Virtualization example
Consider a company that needs servers for three functions:
- Store business email securely
- Run a customer-facing application
- Run internal business applications
Each of these functions has different configuration requirements:
- The email application requires more storage capacity and a Windows operating system.
- The customer-facing application requires a Linux operating system and high processing power to handle large volumes of website traffic.
- The internal business application requires iOS and more internal memory (RAM).
To meet these requirements, the company sets up three different dedicated physical servers for each application. The company must make a high initial investment and perform ongoing maintenance and upgrades for one machine at a time. The company also cannot optimize its computing capacity. It pays 100% of the servers’ maintenance costs but uses only a fraction of their storage and processing capacities.
Efficient hardware use
With virtualization, the company creates three digital servers, or virtual machines, on a single physical server. It specifies the operating system requirements for the virtual machines and can use them like the physical servers. However, the company now has less hardware and fewer related expenses.
Infrastructure as a service
The company can go one step further and use a cloud instance or virtual machine from a cloud computing provider such as AWS. AWS manages all the underlying hardware, and the company can request server resources with varying configurations. All the applications run on these virtual servers without the users noticing any difference. Server management also becomes easier for the company’s IT team.

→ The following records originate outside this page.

//! Error types for the client framework.
//!
//! This module defines the top-level [`ClientError`] returned by connection
//! and send operations, and the [`HandlerError`] used by event handler
//! implementations.

use thiserror::Error;

/// Convenience type alias for Results using [`ClientError`].
pub type Result<T, E = ClientError> = std::result::Result<T, E>;

/// Top-level client errors.
#[derive(Debug, Error)]
#[non_exhaustive]
pub enum ClientError {
    /// I/O error during connect, registration, or raw transmission.
    #[error("io error: {0}")]
    Io(#[from] std::io::Error),

    /// A caller supplied an unusable argument (empty outbound line,
    /// malformed IP byte slice, unknown encoding label).
    #[error("invalid argument: {0}")]
    InvalidArgument(String),

    /// `connect` was called while a session is live.
    #[error("already connected to an IRC server; disconnect first")]
    AlreadyConnected,

    /// The server rejected our nick during registration and automatic
    /// nick changes are disabled. Carries the offending server line.
    #[error("nick already in use: {0}")]
    NickAlreadyInUse(String),

    /// The server answered registration with a non-recoverable 4xx/5xx.
    /// Carries the raw server line.
    #[error("could not log into the IRC server: {0}")]
    Irc(String),

    /// `reconnect` was called without a prior successful `connect`.
    #[error("never connected to an IRC server previously")]
    NotConnected,
}

/// Errors surfaced by event handler implementations.
///
/// The reader loop logs these and keeps running; a faulty handler never
/// tears down the connection.
#[derive(Debug, Error)]
#[non_exhaustive]
pub enum HandlerError {
    /// I/O failure inside a handler.
    #[error("io error: {0}")]
    Io(#[from] std::io::Error),

    /// Client operation failure inside a handler.
    #[error(transparent)]
    Client(#[from] ClientError),

    /// Anything else the handler wants to report.
    #[error("handler error: {0}")]
    Internal(String),
}

/// Result type for event handler callbacks.
pub type HandlerResult = std::result::Result<(), HandlerError>;

#[cfg(test)]
mod tests {
    use super::*;

    #[test]
    fn test_error_display() {
        let err = ClientError::NickAlreadyInUse("433 * Foo :Nickname is already in use.".into());
        assert_eq!(
            format!("{}", err),
            "nick already in use: 433 * Foo :Nickname is already in use."
        );

        let err = ClientError::InvalidArgument("empty line".into());
        assert_eq!(format!("{}", err), "invalid argument: empty line");
    }

    #[test]
    fn test_io_conversion() {
        let io_err = std::io::Error::new(std::io::ErrorKind::ConnectionRefused, "refused");
        let err: ClientError = io_err.into();
        assert!(matches!(err, ClientError::Io(_)));
    }

    #[test]
    fn test_handler_error_from_client_error() {
        let err: HandlerError = ClientError::NotConnected.into();
        assert_eq!(
            format!("{}", err),
            "never connected to an IRC server previously"
        );
    }
}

What are the benefits of virtualization?
Efficient resource use
Virtualization improves hardware resources used in your data center. For example, instead of running one server on one computer system, you can create a virtual server pool on the same computer system by using and returning servers to the pool as required. Having fewer underlying physical servers frees up space in your data center and saves money on electricity, generators, and cooling appliances.
Automated IT management
Now that physical computers are virtual, you can manage them by using software tools. Administrators create deployment and configuration programs to define virtual machine templates. You can duplicate your infrastructure repeatedly and consistently and avoid error-prone manual configurations.
Faster disaster recovery
When events such as natural disasters or cyberattacks negatively affect business operations, regaining access to IT infrastructure and replacing or fixing a physical server can take hours or even days. By contrast, the process takes minutes with virtualized environments. This prompt response significantly improves resiliency and facilitates business continuity so that operations can continue as scheduled.